Golden Retriever via Shutterstock
5. Cardigan Welsh Corgi
A medium-sized breed with a long body and distinctively short legs, Cardigan Welsh Corgis love to be with their people and are loyal, affectionate and even-tempered, Peterson shares. Recognized by their long, bushy tail and darker coloring than their Pembroke relatives, Cardigan Welsh Corgis can adapt to country or city life but do require regular exercise to prevent obesity.
6. Boston Terrier
One of the first breeds established in the United States, Boston Terriers are lively, intelligent breeds with excellent dispositions. Adaptable and easy to keep, Boston Terriers require only a moderate amount of exercise and a minimum amount of grooming, Peterson says. They're easy to train, affectionate with their owners and friendly towards people.
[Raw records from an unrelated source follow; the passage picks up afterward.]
/*! Implements the human-readable output dialect: ASCII connectives `and`, `or`, `not`,
`->`, `<->`, quantifiers `forall` and `exists`, and ASP syntax for terms. */

use super::{domain_name, TypeAnnotations, VariableNames};
use crate::syntax::{
    BinaryOperator, ComparisonOperator, Formula, SpecialInteger, Term, UnaryOperator,
};
use itertools::Itertools;
use std::io;

// Formula precedence levels, tightest first
const PRECEDENCE_ATOMIC: u8 = 0;
const PRECEDENCE_NOT: u8 = 1;
const PRECEDENCE_AND: u8 = 2;
const PRECEDENCE_OR: u8 = 3;
const PRECEDENCE_IMPLIES: u8 = 4;
const PRECEDENCE_BICONDITIONAL: u8 = 5;
const PRECEDENCE_QUANTIFIER: u8 = 6;

/// Renders a formula, assigning fresh display names to its variables.
pub fn format_formula(formula: &Formula) -> String {
    let names = VariableNames::new();
    let mut buffer = String::new();
    write_formula(&mut buffer, formula, &names, PRECEDENCE_QUANTIFIER);
    buffer
}

/// Renders a term, assigning fresh display names to its variables.
pub fn format_term(term: &Term) -> String {
    let names = VariableNames::new();
    let mut buffer = String::new();
    write_term(&mut buffer, term, &names, TERM_PRECEDENCE_INTERVAL);
    buffer
}

/// Writes the type annotations for all predicate and function declarations.
pub fn write_type_annotations(
    output: &mut impl io::Write,
    annotations: &TypeAnnotations,
) -> io::Result<()> {
    for predicate in &annotations.predicates {
        let domains = predicate
            .parameter_domains()
            .into_iter()
            .map(domain_name)
            .join(", ");
        writeln!(
            output,
            "type: {}: ({}) -> bool.",
            predicate.declaration, domains
        )?;
    }

    for function in &annotations.functions {
        let domains = std::iter::repeat("object").take(function.arity).join(", ");
        writeln!(output, "type: {}: ({}) -> object.", function, domains)?;
    }

    Ok(())
}

/// Writes one closed formula as an axiom line.
pub fn write_axiom(output: &mut impl io::Write, formula: &Formula) -> io::Result<()> {
    writeln!(output, "axiom: {}.", format_formula(formula))
}

fn formula_precedence(formula: &Formula) -> u8 {
    match formula {
        Formula::Boolean(_)
        | Formula::Predicate { .. }
        | Formula::Comparison { .. }
        | Formula::In { .. } => PRECEDENCE_ATOMIC,
        Formula::Not(_) => PRECEDENCE_NOT,
        Formula::And(_) => PRECEDENCE_AND,
        Formula::Or(_) => PRECEDENCE_OR,
        Formula::Implies { .. } => PRECEDENCE_IMPLIES,
        Formula::Biconditional { .. } => PRECEDENCE_BICONDITIONAL,
        Formula::Exists { .. } | Formula::ForAll { .. } => PRECEDENCE_QUANTIFIER,
    }
}

fn write_formula(buffer: &mut String, formula: &Formula, names: &VariableNames, allowed: u8) {
    let parenthesize = formula_precedence(formula) > allowed;
    if parenthesize {
        buffer.push('(');
    }

    match formula {
        Formula::Boolean(true) => buffer.push_str("#true"),
        Formula::Boolean(false) => buffer.push_str("#false"),
        Formula::Predicate {
            declaration,
            arguments,
        } => {
            buffer.push_str(&declaration.name);

            if !arguments.is_empty() {
                buffer.push('(');
                for (index, argument) in arguments.iter().enumerate() {
                    if index > 0 {
                        buffer.push_str(", ");
                    }
                    write_term(buffer, argument, names, TERM_PRECEDENCE_INTERVAL);
                }
                buffer.push(')');
            }
        }
        Formula::Comparison {
            operator,
            left,
            right,
        } => {
            write_term(buffer, left, names, TERM_PRECEDENCE_INTERVAL);
            buffer.push(' ');
            buffer.push_str(comparison_operator_name(*operator));
            buffer.push(' ');
            write_term(buffer, right, names, TERM_PRECEDENCE_INTERVAL);
        }
        Formula::In { element, set } => {
            write_term(buffer, element, names, TERM_PRECEDENCE_INTERVAL);
            buffer.push_str(" in ");
            write_term(buffer, set, names, TERM_PRECEDENCE_INTERVAL);
        }
        Formula::Not(argument) => {
            buffer.push_str("not ");
            write_formula(buffer, argument, names, PRECEDENCE_ATOMIC);
        }
        Formula::And(arguments) => {
            for (index, argument) in arguments.iter().enumerate() {
                if index > 0 {
                    buffer.push_str(" and ");
                }
                write_formula(buffer, argument, names, PRECEDENCE_NOT);
            }
        }
        Formula::Or(arguments) => {
            for (index, argument) in arguments.iter().enumerate() {
                if index > 0 {
                    buffer.push_str(" or ");
                }
                write_formula(buffer, argument, names, PRECEDENCE_AND);
            }
        }
        Formula::Implies {
            antecedent,
            consequent,
        } => {
            write_formula(buffer, antecedent, names, PRECEDENCE_OR);
            buffer.push_str(" -> ");
            write_formula(buffer, consequent, names, PRECEDENCE_QUANTIFIER);
        }
        Formula::Biconditional { left, right } => {
            write_formula(buffer, left, names, PRECEDENCE_IMPLIES);
            buffer.push_str(" <-> ");
            write_formula(buffer, right, names, PRECEDENCE_QUANTIFIER);
        }
        Formula::Exists {
            variables,
            argument,
        } => write_quantified(buffer, "exists", variables, argument, names),
        Formula::ForAll {
            variables,
            argument,
        } => write_quantified(buffer, "forall", variables, argument, names),
    }

    if parenthesize {
        buffer.push(')');
    }
}

fn write_quantified(
    buffer: &mut String,
    quantifier: &str,
    variables: &[std::rc::Rc<crate::syntax::VariableDeclaration>],
    argument: &Formula,
    names: &VariableNames,
) {
    buffer.push_str(quantifier);
    buffer.push(' ');

    for (index, variable) in variables.iter().enumerate() {
        if index > 0 {
            buffer.push_str(", ");
        }
        buffer.push_str(&names.resolve(variable));
    }

    buffer.push_str(" (");
    write_formula(buffer, argument, names, PRECEDENCE_QUANTIFIER);
    buffer.push(')');
}

fn comparison_operator_name(operator: ComparisonOperator) -> &'static str {
    match operator {
        ComparisonOperator::GreaterThan => ">",
        ComparisonOperator::LessThan => "<",
        ComparisonOperator::LessEqual => "<=",
        ComparisonOperator::GreaterEqual => ">=",
        ComparisonOperator::NotEqual => "!=",
        ComparisonOperator::Equal => "=",
    }
}

// Term precedence levels, tightest first
const TERM_PRECEDENCE_PRIMARY: u8 = 0;
const TERM_PRECEDENCE_MULTIPLICATIVE: u8 = 1;
const TERM_PRECEDENCE_ADDITIVE: u8 = 2;
const TERM_PRECEDENCE_INTERVAL: u8 = 3;

fn term_precedence(term: &Term) -> u8 {
    match term {
        Term::BinaryOperation(operator, ..) => match operator {
            BinaryOperator::Plus | BinaryOperator::Minus => TERM_PRECEDENCE_ADDITIVE,
            BinaryOperator::Multiplication | BinaryOperator::Division | BinaryOperator::Modulo => {
                TERM_PRECEDENCE_MULTIPLICATIVE
            }
        },
        Term::Interval(..) => TERM_PRECEDENCE_INTERVAL,
        _ => TERM_PRECEDENCE_PRIMARY,
    }
}

fn write_term(buffer: &mut String, term: &Term, names: &VariableNames, allowed: u8) {
    let parenthesize = term_precedence(term) > allowed;
    if parenthesize {
        buffer.push('(');
    }

    match term {
        Term::Boolean(true) => buffer.push_str("#true"),
        Term::Boolean(false) => buffer.push_str("#false"),
        Term::Integer(value) => {
            buffer.push_str(&value.to_string());
        }
        Term::SpecialInteger(SpecialInteger::Infimum) => buffer.push_str("#inf"),
        Term::SpecialInteger(SpecialInteger::Supremum) => buffer.push_str("#sup"),
        Term::String(text) => {
            buffer.push('"');
            buffer.push_str(&text.replace('\\', "\\\\").replace('"', "\\\""));
            buffer.push('"');
        }
        Term::Constant(declaration) => buffer.push_str(&declaration.name),
        Term::Variable(declaration) => buffer.push_str(&names.resolve(declaration)),
        Term::Function(declaration, arguments) => {
            buffer.push_str(&declaration.name);
            buffer.push('(');
            for (index, argument) in arguments.iter().enumerate() {
                if index > 0 {
                    buffer.push_str(", ");
                }
                write_term(buffer, argument, names, TERM_PRECEDENCE_INTERVAL);
            }
            buffer.push(')');
        }
        Term::BinaryOperation(operator, left, right) => {
            let precedence = term_precedence(term);
            write_term(buffer, left, names, precedence);
            buffer.push(' ');
            buffer.push_str(binary_operator_name(*operator));
            buffer.push(' ');
            write_term(buffer, right, names, precedence - 1);
        }
        Term::UnaryOperation(UnaryOperator::AbsoluteValue, argument) => {
            buffer.push('|');
            write_term(buffer, argument, names, TERM_PRECEDENCE_INTERVAL);
            buffer.push('|');
        }
        Term::Interval(from, to) => {
            write_term(buffer, from, names, TERM_PRECEDENCE_ADDITIVE);
            buffer.push_str("..");
            write_term(buffer, to, names, TERM_PRECEDENCE_ADDITIVE);
        }
    }

    if parenthesize {
        buffer.push(')');
    }
}

fn binary_operator_name(operator: BinaryOperator) -> &'static str {
    match operator {
        BinaryOperator::Plus => "+",
        BinaryOperator::Minus => "-",
        BinaryOperator::Multiplication => "*",
        BinaryOperator::Division => "/",
        BinaryOperator::Modulo => "\\",
    }
}

#[cfg(test)]
mod tests {
    use super::*;
    use crate::syntax::{PredicateDeclarations, VariableDeclaration, VariableKind};
    use std::rc::Rc;

    #[test]
    fn format_completed_definition() {
        let mut predicates = PredicateDeclarations::new();
        let q = predicates.find_or_create("q", 1);
        let p = predicates.find_or_create("p", 1);

        let v = VariableDeclaration::head();
        let x = VariableDeclaration::user_defined("X");

        let formula = Formula::for_all(
            vec![Rc::clone(&v)],
            Formula::if_and_only_if(
                Formula::predicate(&q, vec![Term::variable(&v)]),
                Formula::exists(
                    vec![Rc::clone(&x)],
                    Formula::And(vec![
                        Formula::predicate(&p, vec![Term::variable(&x)]),
                        Formula::equal(Term::variable(&v), Term::variable(&x)),
                    ]),
                ),
            ),
        );

        assert_eq!(
            format_formula(&formula),
            "forall V1 (q(V1) <-> exists X (p(X) and V1 = X))"
        );
    }

    #[test]
    fn format_constraint_with_negation() {
        let mut predicates = PredicateDeclarations::new();
        let p = predicates.find_or_create("p", 1);
        let q = predicates.find_or_create("q", 1);

        let x = VariableDeclaration::user_defined("X");
        let formula = Formula::for_all(
            vec![Rc::clone(&x)],
            Formula::not(Formula::And(vec![
                Formula::predicate(&p, vec![Term::variable(&x)]),
                Formula::not(Formula::predicate(&q, vec![Term::variable(&x)])),
            ])),
        );

        assert_eq!(
            format_formula(&formula),
            "forall X (not (p(X) and not q(X)))"
        );
    }

    #[test]
    fn format_arithmetic_terms() {
        let x = VariableDeclaration::user_defined("X");
        let y = VariableDeclaration::user_defined("Y");

        let sum = Term::BinaryOperation(
            BinaryOperator::Plus,
            Box::new(Term::variable(&x)),
            Box::new(Term::BinaryOperation(
                BinaryOperator::Multiplication,
                Box::new(Term::variable(&y)),
                Box::new(Term::Integer(2)),
            )),
        );
        assert_eq!(format_term(&sum), "X + Y * 2");

        let product = Term::BinaryOperation(
            BinaryOperator::Multiplication,
            Box::new(Term::BinaryOperation(
                BinaryOperator::Plus,
                Box::new(Term::variable(&x)),
                Box::new(Term::Integer(1)),
            )),
            Box::new(Term::variable(&y)),
        );
        assert_eq!(format_term(&product), "(X + 1) * Y");

        let interval = Term::Interval(
            Box::new(Term::variable(&x)),
            Box::new(Term::BinaryOperation(
                BinaryOperator::Plus,
                Box::new(Term::variable(&y)),
                Box::new(Term::Integer(1)),
            )),
        );
        assert_eq!(format_term(&interval), "X..Y + 1");
    }

    #[test]
    fn reserved_user_names_are_renamed() {
        let mut predicates = PredicateDeclarations::new();
        let p = predicates.find_or_create("p", 2);

        let clashing = VariableDeclaration::user_defined("X1");
        let body = VariableDeclaration::new(VariableKind::Body, None);

        let formula = Formula::exists(
            vec![Rc::clone(&clashing), Rc::clone(&body)],
            Formula::predicate(
                &p,
                vec![Term::variable(&clashing), Term::variable(&body)],
            ),
        );

        assert_eq!(format_formula(&formula), "exists U1, X1 (p(U1, X1))");
    }
}
/*! Defines the errors raised while translating a program. All of them are fatal to the
translation of the current input. */

use std::path::PathBuf;
use thiserror::Error;

#[derive(Error, Debug)]
pub enum Error {
    /// A term of a shape the translation does not cover, such as a pool or an external
    /// function.
    #[error("unsupported term: {description}")]
    UnsupportedTerm { description: String },

    /// A head of a shape the translation does not cover, such as a disjunction or an
    /// aggregate.
    #[error("unsupported head: {description}")]
    UnsupportedHead { description: String },

    /// A body literal of a shape the translation does not cover, such as an aggregate
    /// or a theory atom.
    #[error("unsupported body literal: {description}")]
    UnsupportedBody { description: String },

    /// A recognized construct whose translation is reserved for future work.
    #[error("unsupported feature: {description}")]
    UnsupportedFeature { description: String },

    /// More than one input program was passed to the completion pipeline.
    #[error("only one input program may be translated at a time")]
    MultipleInputs,

    #[error("could not read \"{}\"", path.display())]
    Io {
        path: PathBuf,
        source: std::io::Error,
    },

    #[error("could not parse \"{name}\" at line {line}, column {column}: {message}")]
    Parse {
        name: String,
        line: usize,
        column: usize,
        message: String,
    },

    /// An internal invariant was violated.
    #[error("internal error: {description}")]
    Internal { description: String },
}

impl Error {
    pub fn unsupported_term(description: impl Into<String>) -> Self {
        Self::UnsupportedTerm {
            description: description.into(),
        }
    }

    pub fn unsupported_head(description: impl Into<String>) -> Self {
        Self::UnsupportedHead {
            description: description.into(),
        }
    }

    pub fn unsupported_body(description: impl Into<String>) -> Self {
        Self::UnsupportedBody {
            description: description.into(),
        }
    }

    pub fn unsupported_feature(description: impl Into<String>) -> Self {
        Self::UnsupportedFeature {
            description: description.into(),
        }
    }

    pub fn internal(description: impl Into<String>) -> Self {
        Self::Internal {
            description: description.into(),
        }
    }
}
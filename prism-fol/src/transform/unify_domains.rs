/*! Collapses the program and integer domains into one general sort.

The TPTP dialect is untyped, so every quantified variable is made to range over a single
sort of objects before formatting. */

use crate::syntax::{Domain, Formula};

/// Assigns the general domain to every variable declaration bound in the given
/// formulas.
pub fn unify_domains(formulas: &[Formula]) {
    for formula in formulas {
        unify_formula_domains(formula);
    }
}

fn unify_formula_domains(formula: &Formula) {
    match formula {
        Formula::Boolean(_)
        | Formula::Predicate { .. }
        | Formula::Comparison { .. }
        | Formula::In { .. } => (),
        Formula::Not(argument) => unify_formula_domains(argument),
        Formula::And(arguments) | Formula::Or(arguments) => {
            for argument in arguments {
                unify_formula_domains(argument);
            }
        }
        Formula::Implies {
            antecedent,
            consequent,
        } => {
            unify_formula_domains(antecedent);
            unify_formula_domains(consequent);
        }
        Formula::Biconditional { left, right } => {
            unify_formula_domains(left);
            unify_formula_domains(right);
        }
        Formula::Exists {
            variables,
            argument,
        }
        | Formula::ForAll {
            variables,
            argument,
        } => {
            for variable in variables {
                variable.domain.set(Domain::General);
            }

            unify_formula_domains(argument);
        }
    }
}
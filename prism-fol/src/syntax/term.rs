/*! Defines the syntax of first-order terms over the value vocabulary of a logic
program: integers, symbolic constants and functions, strings, intervals, and integer
arithmetic. */

use super::declaration::{FunctionDeclaration, VariableDeclaration};
use std::{fmt, rc::Rc};

/// Is one of the two special values below and above every integer.
#[derive(Clone, Copy, PartialEq, Eq, Debug)]
pub enum SpecialInteger {
    Infimum,
    Supremum,
}

/// Is an integer arithmetic operator.
#[derive(Clone, Copy, PartialEq, Eq, Debug)]
pub enum BinaryOperator {
    Plus,
    Minus,
    Multiplication,
    Division,
    Modulo,
}

/// Is a unary operator on terms.
///
/// Unary minus does not occur here; term elaboration rewrites `-t` to `0 - t`.
#[derive(Clone, Copy, PartialEq, Eq, Debug)]
pub enum UnaryOperator {
    AbsoluteValue,
}

/// Is a first-order term.
///
/// Subterms are owned by their parent node; declarations are shared handles. Cloning a
/// term copies every node and keeps referring to the same declarations, and equality is
/// structural modulo declaration identity.
#[derive(Clone, PartialEq, Eq)]
pub enum Term {
    Boolean(bool),
    Integer(i64),
    SpecialInteger(SpecialInteger),
    String(String),
    Constant(Rc<FunctionDeclaration>),
    Variable(Rc<VariableDeclaration>),
    Function(Rc<FunctionDeclaration>, Vec<Term>),
    BinaryOperation(BinaryOperator, Box<Term>, Box<Term>),
    UnaryOperation(UnaryOperator, Box<Term>),
    Interval(Box<Term>, Box<Term>),
}

impl Term {
    pub fn variable(declaration: &Rc<VariableDeclaration>) -> Self {
        Self::Variable(Rc::clone(declaration))
    }

    /// Terms are primitive if they are neither operations nor intervals. Only primitive
    /// terms may occur as predicate arguments or as the element of a membership formula.
    pub fn is_primitive(&self) -> bool {
        !matches!(self, Self::BinaryOperation(..) | Self::Interval(..))
    }

    /// Appends every variable declaration occurring in the term to `variables`, without
    /// duplicates.
    pub fn collect_variables(&self, variables: &mut Vec<Rc<VariableDeclaration>>) {
        match self {
            Self::Boolean(_)
            | Self::Integer(_)
            | Self::SpecialInteger(_)
            | Self::String(_)
            | Self::Constant(_) => (),
            Self::Variable(declaration) => {
                if !variables.iter().any(|other| Rc::ptr_eq(other, declaration)) {
                    variables.push(Rc::clone(declaration));
                }
            }
            Self::Function(_, arguments) => {
                for argument in arguments {
                    argument.collect_variables(variables);
                }
            }
            Self::BinaryOperation(_, left, right) | Self::Interval(left, right) => {
                left.collect_variables(variables);
                right.collect_variables(variables);
            }
            Self::UnaryOperation(_, argument) => argument.collect_variables(variables),
        }
    }

    pub fn contains_variable(&self, declaration: &Rc<VariableDeclaration>) -> bool {
        match self {
            Self::Boolean(_)
            | Self::Integer(_)
            | Self::SpecialInteger(_)
            | Self::String(_)
            | Self::Constant(_) => false,
            Self::Variable(other) => Rc::ptr_eq(other, declaration),
            Self::Function(_, arguments) => arguments
                .iter()
                .any(|argument| argument.contains_variable(declaration)),
            Self::BinaryOperation(_, left, right) | Self::Interval(left, right) => {
                left.contains_variable(declaration) || right.contains_variable(declaration)
            }
            Self::UnaryOperation(_, argument) => argument.contains_variable(declaration),
        }
    }

    /// Replaces every occurrence of the given variable by `replacement`.
    ///
    /// Declarations are compared by identity, so the replacement cannot be captured by
    /// quantifiers in an enclosing formula.
    pub fn substitute(&mut self, declaration: &Rc<VariableDeclaration>, replacement: &Term) {
        match self {
            Self::Boolean(_)
            | Self::Integer(_)
            | Self::SpecialInteger(_)
            | Self::String(_)
            | Self::Constant(_) => (),
            Self::Variable(other) => {
                if Rc::ptr_eq(other, declaration) {
                    *self = replacement.clone();
                }
            }
            Self::Function(_, arguments) => {
                for argument in arguments {
                    argument.substitute(declaration, replacement);
                }
            }
            Self::BinaryOperation(_, left, right) | Self::Interval(left, right) => {
                left.substitute(declaration, replacement);
                right.substitute(declaration, replacement);
            }
            Self::UnaryOperation(_, argument) => argument.substitute(declaration, replacement),
        }
    }
}

impl fmt::Display for Term {
    fn fmt(&self, f: &mut fmt::Formatter) -> fmt::Result {
        write!(f, "{}", crate::output::human_readable::format_term(self))
    }
}

impl fmt::Debug for Term {
    fn fmt(&self, f: &mut fmt::Formatter) -> fmt::Result {
        write!(f, "{}", self)
    }
}

#[cfg(test)]
mod tests {
    use super::*;
    use crate::syntax::declaration::VariableDeclaration;

    fn x_plus_one(x: &Rc<VariableDeclaration>) -> Term {
        Term::BinaryOperation(
            BinaryOperator::Plus,
            Box::new(Term::variable(x)),
            Box::new(Term::Integer(1)),
        )
    }

    #[test]
    fn primitive_terms() {
        let x = VariableDeclaration::user_defined("X");
        assert!(Term::Integer(1).is_primitive());
        assert!(Term::variable(&x).is_primitive());
        assert!(!x_plus_one(&x).is_primitive());
        assert!(!Term::Interval(Box::new(Term::Integer(1)), Box::new(Term::Integer(3))).is_primitive());
    }

    #[test]
    fn collect_variables_is_unique() {
        let x = VariableDeclaration::user_defined("X");
        let term = Term::Interval(Box::new(Term::variable(&x)), Box::new(x_plus_one(&x)));

        let mut variables = vec![];
        term.collect_variables(&mut variables);
        assert_eq!(variables.len(), 1);
        assert!(Rc::ptr_eq(&variables[0], &x));
    }

    #[test]
    fn substitution_replaces_by_identity() {
        let x = VariableDeclaration::user_defined("X");
        let y = VariableDeclaration::user_defined("X");

        let mut term = x_plus_one(&x);
        term.substitute(&y, &Term::Integer(5));
        assert_eq!(term, x_plus_one(&x));

        term.substitute(&x, &Term::Integer(5));
        assert_eq!(
            term,
            Term::BinaryOperation(
                BinaryOperator::Plus,
                Box::new(Term::Integer(5)),
                Box::new(Term::Integer(1)),
            )
        );
    }

    #[test]
    fn equality_distinguishes_declarations() {
        let x = VariableDeclaration::user_defined("X");
        let y = VariableDeclaration::user_defined("X");
        assert_eq!(Term::variable(&x), Term::variable(&x));
        assert_ne!(Term::variable(&x), Term::variable(&y));
    }
}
Clumber Spaniel via Shutterstock
7. Clumber Spaniel
One of the original nine breeds registered by the AKC, the Clumber Spaniel fits in well with families and other animals. A playful, affectionate breed, the Clumber Spaniel enjoys daily walks but doesn't require an excessive amount of exercise. Recognized by their white coat with lemon or orange-colored markings, Clumbers shed year-round and have a tendency to slobber and drool more than other breeds, according to the AKC.
Despite their reputations as racing dogs, Greyhounds are often quiet and relaxed at home, Peterson explains. Loving companions that enjoy the company of their families as well as other dogs, Greyhounds are gentle with children and affectionate, but may be a bit shy towards visitors. A couch potato by nature, Greyhounds require only moderate exercise and their short, smooth coats are easy to care for.
9. Soft Coated Wheaten Terrier
Bred as an all-purpose farm dog, responsible for herding sheep, hunting and patrolling the borders of small farms, Soft Coated Wheaten Terriers are self-confident, alert and happy dogs. While they tend to be less scrappy than other terriers, they're true terriers and are more active than many other breeds, Peterson shares, enjoying plenty of exercise every day. Wheatens respond well to children and can adapt to living in the city, country or suburban areas provided they get enough time to play and run.
Toy Fox Terrier via Shutterstock
Outgoing and friendly yet fiercely loyal to its family, the Toy Fox Terrier is capable of a variety of activities from hunting to just relaxing at home. Courageous and intelligent, the small size of the Toy Fox Terrier makes it well suited for apartment living and its short coat requires little more than a quick weekly brushing to prevent shedding. While children enjoy the breed's energy and willingness to play, Toy Fox Terriers aren't recommended for small children, according to the AKC.